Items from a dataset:
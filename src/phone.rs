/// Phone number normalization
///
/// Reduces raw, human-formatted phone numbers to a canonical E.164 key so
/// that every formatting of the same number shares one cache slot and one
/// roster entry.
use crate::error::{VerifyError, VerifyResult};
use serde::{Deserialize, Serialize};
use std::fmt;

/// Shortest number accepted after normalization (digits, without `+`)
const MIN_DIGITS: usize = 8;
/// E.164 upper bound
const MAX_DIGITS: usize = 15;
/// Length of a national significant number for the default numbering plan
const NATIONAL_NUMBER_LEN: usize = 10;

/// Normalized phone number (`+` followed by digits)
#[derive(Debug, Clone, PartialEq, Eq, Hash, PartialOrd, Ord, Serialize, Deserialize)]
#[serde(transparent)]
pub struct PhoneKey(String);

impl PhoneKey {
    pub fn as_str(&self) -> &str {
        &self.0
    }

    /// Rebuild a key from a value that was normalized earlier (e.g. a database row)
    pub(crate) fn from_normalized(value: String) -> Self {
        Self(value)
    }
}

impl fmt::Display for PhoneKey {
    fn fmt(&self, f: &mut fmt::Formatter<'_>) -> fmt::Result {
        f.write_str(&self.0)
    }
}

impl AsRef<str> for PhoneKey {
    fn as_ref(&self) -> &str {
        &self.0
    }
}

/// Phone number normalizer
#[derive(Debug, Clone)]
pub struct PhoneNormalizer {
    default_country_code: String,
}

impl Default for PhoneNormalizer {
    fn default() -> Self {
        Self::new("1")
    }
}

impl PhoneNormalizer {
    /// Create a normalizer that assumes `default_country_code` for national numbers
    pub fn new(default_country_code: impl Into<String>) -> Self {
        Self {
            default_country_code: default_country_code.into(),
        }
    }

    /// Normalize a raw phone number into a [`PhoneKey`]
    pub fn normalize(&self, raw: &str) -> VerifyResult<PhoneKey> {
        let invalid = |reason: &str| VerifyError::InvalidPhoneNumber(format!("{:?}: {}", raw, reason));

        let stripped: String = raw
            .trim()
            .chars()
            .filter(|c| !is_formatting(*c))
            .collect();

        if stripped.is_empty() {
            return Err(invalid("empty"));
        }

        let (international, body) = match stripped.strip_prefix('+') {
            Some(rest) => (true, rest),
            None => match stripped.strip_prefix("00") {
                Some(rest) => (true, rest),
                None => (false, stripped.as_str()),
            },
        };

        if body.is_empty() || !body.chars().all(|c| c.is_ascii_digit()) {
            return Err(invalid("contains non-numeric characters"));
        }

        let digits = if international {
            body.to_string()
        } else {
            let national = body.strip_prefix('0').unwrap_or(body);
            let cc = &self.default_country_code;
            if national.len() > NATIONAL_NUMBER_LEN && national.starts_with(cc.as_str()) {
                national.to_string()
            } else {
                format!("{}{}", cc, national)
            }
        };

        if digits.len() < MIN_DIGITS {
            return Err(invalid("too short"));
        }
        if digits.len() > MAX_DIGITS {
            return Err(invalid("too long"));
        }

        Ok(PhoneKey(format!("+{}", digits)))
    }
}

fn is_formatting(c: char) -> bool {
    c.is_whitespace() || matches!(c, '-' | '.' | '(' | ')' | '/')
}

--

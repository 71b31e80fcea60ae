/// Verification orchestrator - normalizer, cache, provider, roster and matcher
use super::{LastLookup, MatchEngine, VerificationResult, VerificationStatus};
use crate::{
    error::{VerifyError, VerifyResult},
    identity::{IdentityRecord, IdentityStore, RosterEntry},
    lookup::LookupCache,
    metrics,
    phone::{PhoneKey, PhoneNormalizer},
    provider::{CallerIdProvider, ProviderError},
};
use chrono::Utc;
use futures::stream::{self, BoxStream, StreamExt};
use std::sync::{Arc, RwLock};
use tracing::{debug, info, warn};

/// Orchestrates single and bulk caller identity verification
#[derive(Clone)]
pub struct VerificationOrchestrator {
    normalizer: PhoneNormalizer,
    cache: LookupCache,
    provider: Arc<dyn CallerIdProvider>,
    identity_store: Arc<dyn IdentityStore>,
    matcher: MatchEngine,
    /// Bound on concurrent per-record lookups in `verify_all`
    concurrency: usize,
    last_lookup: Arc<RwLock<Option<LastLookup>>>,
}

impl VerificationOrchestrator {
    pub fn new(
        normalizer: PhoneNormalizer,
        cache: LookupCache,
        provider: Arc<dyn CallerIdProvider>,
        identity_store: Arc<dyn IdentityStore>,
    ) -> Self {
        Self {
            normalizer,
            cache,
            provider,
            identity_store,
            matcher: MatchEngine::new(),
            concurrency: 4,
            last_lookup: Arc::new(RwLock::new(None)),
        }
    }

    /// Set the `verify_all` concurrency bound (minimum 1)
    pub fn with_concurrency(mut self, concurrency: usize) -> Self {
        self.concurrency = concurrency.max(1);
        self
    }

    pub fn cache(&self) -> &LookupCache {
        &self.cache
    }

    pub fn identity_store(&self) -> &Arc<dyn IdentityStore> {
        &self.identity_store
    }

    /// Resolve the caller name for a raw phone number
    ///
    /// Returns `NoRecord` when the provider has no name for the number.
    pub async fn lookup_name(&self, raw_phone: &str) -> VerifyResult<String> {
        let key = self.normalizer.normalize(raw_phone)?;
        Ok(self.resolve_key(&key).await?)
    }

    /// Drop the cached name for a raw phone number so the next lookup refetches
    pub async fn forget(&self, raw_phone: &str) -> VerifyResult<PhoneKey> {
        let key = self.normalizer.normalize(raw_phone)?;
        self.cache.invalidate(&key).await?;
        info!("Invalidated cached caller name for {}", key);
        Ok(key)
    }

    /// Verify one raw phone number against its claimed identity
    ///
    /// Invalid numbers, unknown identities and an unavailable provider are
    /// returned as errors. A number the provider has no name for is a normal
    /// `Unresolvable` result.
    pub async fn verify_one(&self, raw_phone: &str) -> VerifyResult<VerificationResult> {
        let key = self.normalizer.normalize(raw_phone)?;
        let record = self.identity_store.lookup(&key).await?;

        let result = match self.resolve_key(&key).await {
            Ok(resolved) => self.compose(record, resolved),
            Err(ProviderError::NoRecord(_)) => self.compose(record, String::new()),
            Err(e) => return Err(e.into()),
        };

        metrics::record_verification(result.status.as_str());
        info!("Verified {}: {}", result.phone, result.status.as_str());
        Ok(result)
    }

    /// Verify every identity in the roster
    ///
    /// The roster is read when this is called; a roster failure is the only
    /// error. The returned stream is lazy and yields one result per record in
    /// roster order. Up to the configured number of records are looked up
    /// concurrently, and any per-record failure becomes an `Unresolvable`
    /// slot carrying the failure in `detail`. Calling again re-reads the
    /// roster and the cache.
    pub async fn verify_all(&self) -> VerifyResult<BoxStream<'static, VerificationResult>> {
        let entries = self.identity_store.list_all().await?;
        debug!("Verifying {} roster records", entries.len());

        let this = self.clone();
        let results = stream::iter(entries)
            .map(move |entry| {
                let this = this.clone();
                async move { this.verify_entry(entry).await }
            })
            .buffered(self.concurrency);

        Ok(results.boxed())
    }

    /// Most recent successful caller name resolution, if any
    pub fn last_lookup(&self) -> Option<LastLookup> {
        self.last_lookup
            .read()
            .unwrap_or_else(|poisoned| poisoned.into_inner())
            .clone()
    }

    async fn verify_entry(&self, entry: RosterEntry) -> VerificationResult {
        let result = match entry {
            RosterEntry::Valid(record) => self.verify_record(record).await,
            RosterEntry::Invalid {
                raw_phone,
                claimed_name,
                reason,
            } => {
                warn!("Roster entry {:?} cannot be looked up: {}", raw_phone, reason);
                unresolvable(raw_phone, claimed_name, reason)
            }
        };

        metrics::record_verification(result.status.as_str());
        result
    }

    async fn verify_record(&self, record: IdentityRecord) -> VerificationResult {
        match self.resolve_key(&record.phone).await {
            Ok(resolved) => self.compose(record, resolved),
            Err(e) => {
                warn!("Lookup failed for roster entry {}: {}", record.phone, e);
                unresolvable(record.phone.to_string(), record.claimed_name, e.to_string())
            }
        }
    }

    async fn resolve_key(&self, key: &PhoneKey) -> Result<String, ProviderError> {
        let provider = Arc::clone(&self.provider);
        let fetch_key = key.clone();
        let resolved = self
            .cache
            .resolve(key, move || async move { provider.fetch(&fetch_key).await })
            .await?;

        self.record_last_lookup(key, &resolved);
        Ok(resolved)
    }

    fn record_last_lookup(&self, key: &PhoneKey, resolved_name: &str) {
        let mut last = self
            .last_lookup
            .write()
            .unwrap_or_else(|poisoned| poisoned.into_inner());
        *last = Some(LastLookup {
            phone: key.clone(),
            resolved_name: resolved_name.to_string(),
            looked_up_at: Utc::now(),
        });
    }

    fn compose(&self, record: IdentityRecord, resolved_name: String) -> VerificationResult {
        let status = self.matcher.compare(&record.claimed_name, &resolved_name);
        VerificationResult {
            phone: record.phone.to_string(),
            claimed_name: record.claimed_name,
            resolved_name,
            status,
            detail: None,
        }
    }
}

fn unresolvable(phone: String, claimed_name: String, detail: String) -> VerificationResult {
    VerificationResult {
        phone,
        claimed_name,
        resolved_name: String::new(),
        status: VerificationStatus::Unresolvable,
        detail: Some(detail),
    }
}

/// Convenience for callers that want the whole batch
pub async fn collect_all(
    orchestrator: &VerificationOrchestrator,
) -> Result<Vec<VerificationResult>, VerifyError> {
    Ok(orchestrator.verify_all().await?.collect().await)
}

==

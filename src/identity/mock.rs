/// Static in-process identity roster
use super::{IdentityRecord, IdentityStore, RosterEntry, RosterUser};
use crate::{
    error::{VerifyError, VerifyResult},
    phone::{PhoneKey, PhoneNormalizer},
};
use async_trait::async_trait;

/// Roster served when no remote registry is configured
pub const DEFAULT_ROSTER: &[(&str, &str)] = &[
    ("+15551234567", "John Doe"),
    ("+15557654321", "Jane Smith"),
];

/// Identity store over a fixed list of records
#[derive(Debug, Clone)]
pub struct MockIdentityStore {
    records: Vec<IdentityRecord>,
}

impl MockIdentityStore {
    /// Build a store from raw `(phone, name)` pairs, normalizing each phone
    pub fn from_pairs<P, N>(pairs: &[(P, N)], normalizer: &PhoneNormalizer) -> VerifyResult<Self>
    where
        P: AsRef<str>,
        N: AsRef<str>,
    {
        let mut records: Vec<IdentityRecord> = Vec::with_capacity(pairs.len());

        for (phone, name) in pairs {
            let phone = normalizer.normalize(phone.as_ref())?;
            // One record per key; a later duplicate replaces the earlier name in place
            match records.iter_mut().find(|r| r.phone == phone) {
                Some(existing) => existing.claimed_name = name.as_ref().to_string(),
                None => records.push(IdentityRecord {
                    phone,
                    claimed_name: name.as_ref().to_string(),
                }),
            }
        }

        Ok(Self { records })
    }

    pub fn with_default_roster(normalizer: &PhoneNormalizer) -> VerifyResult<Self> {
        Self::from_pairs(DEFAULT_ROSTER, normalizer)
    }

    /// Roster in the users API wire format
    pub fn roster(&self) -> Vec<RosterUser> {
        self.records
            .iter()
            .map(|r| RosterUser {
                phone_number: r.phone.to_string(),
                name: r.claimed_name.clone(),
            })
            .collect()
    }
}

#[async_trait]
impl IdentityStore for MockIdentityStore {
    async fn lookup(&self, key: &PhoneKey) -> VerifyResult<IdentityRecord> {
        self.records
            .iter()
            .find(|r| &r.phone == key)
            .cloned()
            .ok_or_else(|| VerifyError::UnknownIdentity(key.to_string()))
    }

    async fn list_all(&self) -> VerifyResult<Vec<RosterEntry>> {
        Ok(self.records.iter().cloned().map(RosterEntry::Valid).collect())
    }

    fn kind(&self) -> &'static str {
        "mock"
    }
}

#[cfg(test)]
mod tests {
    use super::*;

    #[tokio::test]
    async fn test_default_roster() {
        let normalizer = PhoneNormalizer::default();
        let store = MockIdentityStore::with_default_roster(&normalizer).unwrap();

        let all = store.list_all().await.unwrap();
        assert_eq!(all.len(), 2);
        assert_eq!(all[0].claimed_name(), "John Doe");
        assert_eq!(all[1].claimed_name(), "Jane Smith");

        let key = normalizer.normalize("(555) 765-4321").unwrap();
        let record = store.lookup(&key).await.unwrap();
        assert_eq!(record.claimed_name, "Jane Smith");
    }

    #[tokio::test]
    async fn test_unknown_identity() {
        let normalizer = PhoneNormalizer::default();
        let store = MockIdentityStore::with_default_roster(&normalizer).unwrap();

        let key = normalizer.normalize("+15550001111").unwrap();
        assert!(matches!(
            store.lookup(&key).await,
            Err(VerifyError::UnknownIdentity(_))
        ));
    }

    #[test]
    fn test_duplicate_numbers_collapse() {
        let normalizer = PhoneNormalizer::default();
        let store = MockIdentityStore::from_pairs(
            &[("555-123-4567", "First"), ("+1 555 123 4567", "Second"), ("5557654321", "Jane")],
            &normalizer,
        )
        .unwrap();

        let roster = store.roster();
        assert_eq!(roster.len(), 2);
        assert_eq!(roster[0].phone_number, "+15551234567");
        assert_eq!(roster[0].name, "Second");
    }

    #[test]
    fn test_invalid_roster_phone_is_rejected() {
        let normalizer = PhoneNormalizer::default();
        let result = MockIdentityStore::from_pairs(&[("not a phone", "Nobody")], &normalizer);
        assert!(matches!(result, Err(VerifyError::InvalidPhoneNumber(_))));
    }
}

> **Task**
Search the entries for "configured" and show every line that has it.

> **Answer below**
    /// roster order. Up to the configured number of records are looked up
/// Roster served when no remote registry is configured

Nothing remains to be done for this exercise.